What is being asked:
Whichever lines include the word "Option", copy them as they appear in the data.

(Stored items)

:::

//! REST adapter for a live job platform.
//!
//! Endpoints (relative to `PLATFORM_BASE_URL`):
//! - `GET  /jobs/search?title=...`  → `[JobPosting]` or `{"results": [JobPosting]}`
//! - `POST /jobs/{id}/apply`        → any 2xx is an accepted submission
use std::time::Duration;

use async_trait::async_trait;
use reqwest::{Client, RequestBuilder};
use serde::{Deserialize, Serialize};
use tracing::{debug, warn};

use crate::models::job::{CandidateData, JobId, JobPosting};
use crate::platform::{ApplicationSubmitter, JobBoard, PlatformError, SubmissionOutcome};

/// Longest platform error body echoed into an application log.
const MAX_DIAGNOSTIC_CHARS: usize = 200;

#[derive(Debug, Deserialize)]
#[serde(untagged)]
enum SearchResponse {
    Bare(Vec<JobPosting>),
    Wrapped {
        #[serde(alias = "search_results", alias = "jobs")]
        results: Vec<JobPosting>,
    },
}

impl SearchResponse {
    fn into_postings(self) -> Vec<JobPosting> {
        match self {
            SearchResponse::Bare(p) => p,
            SearchResponse::Wrapped { results } => results,
        }
    }
}

#[derive(Debug, Serialize)]
#[serde(rename_all = "camelCase")]
struct ApplyRequest<'a> {
    job_id: JobId,
    candidate_data: &'a CandidateData,
}

#[derive(Clone)]
pub struct HttpPlatform {
    client: Client,
    base_url: String,
    api_key: Option<String>,
}

impl HttpPlatform {
    pub fn new(
        base_url: &str,
        api_key: Option<String>,
        timeout: Duration,
    ) -> Result<Self, PlatformError> {
        Ok(Self {
            client: Client::builder().timeout(timeout).build()?,
            base_url: base_url.trim_end_matches('/').to_string(),
            api_key,
        })
    }

    fn authorize(&self, request: RequestBuilder) -> RequestBuilder {
        match &self.api_key {
            Some(key) => request.bearer_auth(key),
            None => request,
        }
    }
}

#[async_trait]
impl JobBoard for HttpPlatform {
    async fn search(&self, title: &str) -> Result<Vec<JobPosting>, PlatformError> {
        let url = format!("{}/jobs/search", self.base_url);
        let response = self
            .authorize(self.client.get(&url).query(&[("title", title)]))
            .send()
            .await?;

        let status = response.status();
        if !status.is_success() {
            let message = response.text().await.unwrap_or_default();
            return Err(PlatformError::Status {
                status: status.as_u16(),
                message,
            });
        }

        let body = response.text().await?;
        let parsed: SearchResponse = serde_json::from_str(&body)
            .map_err(|e| PlatformError::InvalidResponse(e.to_string()))?;
        let postings = parsed.into_postings();

        debug!("Platform search '{title}' returned {} postings", postings.len());
        Ok(postings)
    }
}

#[async_trait]
impl ApplicationSubmitter for HttpPlatform {
    async fn submit_application(
        &self,
        job_id: JobId,
        candidate: &CandidateData,
    ) -> SubmissionOutcome {
        let url = format!("{}/jobs/{job_id}/apply", self.base_url);
        let body = ApplyRequest {
            job_id,
            candidate_data: candidate,
        };

        let response = match self.authorize(self.client.post(&url).json(&body)).send().await {
            Ok(r) => r,
            Err(e) => {
                warn!(%job_id, "Submission request failed: {e}");
                return SubmissionOutcome::rejected(format!("Could not reach job platform: {e}"));
            }
        };

        let status = response.status();
        if status.is_success() {
            return SubmissionOutcome::accepted();
        }

        let text = response.text().await.unwrap_or_default();
        warn!(%job_id, "Platform refused submission with {status}");
        SubmissionOutcome::rejected(refusal_diagnostic(status.as_u16(), &text))
    }
}

fn refusal_diagnostic(status: u16, body: &str) -> String {
    let body = body.trim();
    if body.is_empty() {
        return format!("Platform refused the application (HTTP {status}).");
    }
    let snippet: String = body.chars().take(MAX_DIAGNOSTIC_CHARS).collect();
    format!("Platform refused the application (HTTP {status}): {snippet}")
}

#[cfg(test)]
mod tests {
    use axum::{
        extract::{Path, Query},
        http::StatusCode,
        response::IntoResponse,
        routing::{get, post},
        Json, Router,
    };
    use serde_json::{json, Value};
    use std::collections::HashMap;

    use super::*;

    /// Serves `router` on an ephemeral local port and returns its base URL.
    async fn serve(router: Router) -> String {
        let listener = tokio::net::TcpListener::bind("127.0.0.1:0").await.unwrap();
        let addr = listener.local_addr().unwrap();
        tokio::spawn(async move { axum::serve(listener, router).await.unwrap() });
        format!("http://{addr}")
    }

    /// A base URL nothing is listening on.
    async fn dead_url() -> String {
        let listener = tokio::net::TcpListener::bind("127.0.0.1:0").await.unwrap();
        let addr = listener.local_addr().unwrap();
        drop(listener);
        format!("http://{addr}")
    }

    fn platform(base_url: &str) -> HttpPlatform {
        HttpPlatform {
            client: Client::builder()
                .no_proxy()
                .timeout(Duration::from_secs(5))
                .build()
                .unwrap(),
            base_url: base_url.to_string(),
            api_key: Some("secret".into()),
        }
    }

    fn fake_platform() -> Router {
        Router::new()
            .route(
                "/jobs/search",
                get(|Query(q): Query<HashMap<String, String>>| async move {
                    match q.get("title").map(String::as_str) {
                        Some("broken") => (StatusCode::OK, "<html>not json</html>").into_response(),
                        Some("down") => (StatusCode::SERVICE_UNAVAILABLE, "maintenance").into_response(),
                        Some(title) => {
                            let mut posting: Value = serde_json::from_str(POSTING).unwrap();
                            posting["title"] = json!(title);
                            Json(json!({ "results": [posting] })).into_response()
                        }
                        None => StatusCode::BAD_REQUEST.into_response(),
                    }
                }),
            )
            .route(
                "/jobs/:id/apply",
                post(|Path(id): Path<u64>, Json(body): Json<Value>| async move {
                    if body["candidateData"]["name"] != "Sam" || body["jobId"] != id {
                        return (StatusCode::BAD_REQUEST, "bad payload").into_response();
                    }
                    if id % 5 == 0 {
                        (StatusCode::UNPROCESSABLE_ENTITY, "position closed").into_response()
                    } else {
                        StatusCode::CREATED.into_response()
                    }
                }),
            )
    }

    fn sam() -> CandidateData {
        match json!({ "name": "Sam" }) {
            Value::Object(map) => map,
            _ => unreachable!(),
        }
    }

    const POSTING: &str = r#"{
        "id": 7, "title": "Rust Engineer", "company": "Acme", "location": "Remote",
        "salary": "$150K", "description": "Systems work", "posted": "1 day ago",
        "remote": true, "link": "https://jobs.example.com/7"
    }"#;

    #[test]
    fn test_search_response_bare_array() {
        let body = format!("[{POSTING}]");
        let parsed: SearchResponse = serde_json::from_str(&body).unwrap();
        assert_eq!(parsed.into_postings().len(), 1);
    }

    #[test]
    fn test_search_response_wrapped() {
        for key in ["results", "search_results", "jobs"] {
            let body = format!(r#"{{"{key}": [{POSTING}, {POSTING}]}}"#);
            let parsed: SearchResponse = serde_json::from_str(&body).unwrap();
            assert_eq!(parsed.into_postings().len(), 2, "key {key}");
        }
    }

    #[test]
    fn test_search_response_rejects_unrelated_json() {
        assert!(serde_json::from_str::<SearchResponse>(r#"{"status": "ok"}"#).is_err());
    }

    #[test]
    fn test_refusal_diagnostic_truncates_body() {
        let long = "x".repeat(1000);
        let diag = refusal_diagnostic(422, &long);
        assert!(diag.contains("HTTP 422"));
        assert!(diag.len() < 300);
    }

    #[test]
    fn test_refusal_diagnostic_without_body() {
        assert_eq!(
            refusal_diagnostic(503, "  "),
            "Platform refused the application (HTTP 503)."
        );
    }

    #[test]
    fn test_base_url_trailing_slash_trimmed() {
        let platform =
            HttpPlatform::new("https://jobs.example.com/", None, Duration::from_secs(5)).unwrap();
        assert_eq!(platform.base_url, "https://jobs.example.com");
    }

    #[tokio::test]
    async fn test_search_against_live_server() {
        let base = serve(fake_platform()).await;
        let postings = platform(&base).search("Rust Engineer").await.unwrap();
        assert_eq!(postings.len(), 1);
        assert_eq!(postings[0].title, "Rust Engineer");
        assert_eq!(postings[0].id, JobId(7));
    }

    #[tokio::test]
    async fn test_search_unparseable_body_is_invalid_response() {
        let base = serve(fake_platform()).await;
        let err = platform(&base).search("broken").await.unwrap_err();
        assert!(matches!(err, PlatformError::InvalidResponse(_)), "{err:?}");
    }

    #[tokio::test]
    async fn test_search_error_status_is_reported() {
        let base = serve(fake_platform()).await;
        match platform(&base).search("down").await {
            Err(PlatformError::Status { status, message }) => {
                assert_eq!(status, 503);
                assert_eq!(message, "maintenance");
            }
            other => panic!("expected Status error, got {other:?}"),
        }
    }

    #[tokio::test]
    async fn test_search_transport_error_is_unreachable() {
        let err = platform(&dead_url().await).search("Engineer").await.unwrap_err();
        assert!(matches!(err, PlatformError::Unreachable(_)), "{err:?}");
    }

    #[tokio::test]
    async fn test_submit_accepted_and_refused() {
        let base = serve(fake_platform()).await;
        let platform = platform(&base);

        let accepted = platform.submit_application(JobId(3), &sam()).await;
        assert_eq!(accepted, SubmissionOutcome::accepted());

        let refused = platform.submit_application(JobId(10), &sam()).await;
        assert!(!refused.success);
        let diagnostic = refused.diagnostic.unwrap();
        assert!(diagnostic.contains("HTTP 422"));
        assert!(diagnostic.contains("position closed"));
    }

    #[tokio::test]
    async fn test_submit_transport_error_is_rejected_outcome() {
        let outcome = platform(&dead_url().await)
            .submit_application(JobId(3), &sam())
            .await;
        assert!(!outcome.success);
        assert!(outcome
            .diagnostic
            .unwrap()
            .starts_with("Could not reach job platform"));
    }
}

:::

Task response:
    api_key: Option<String>,
        api_key: Option<String>,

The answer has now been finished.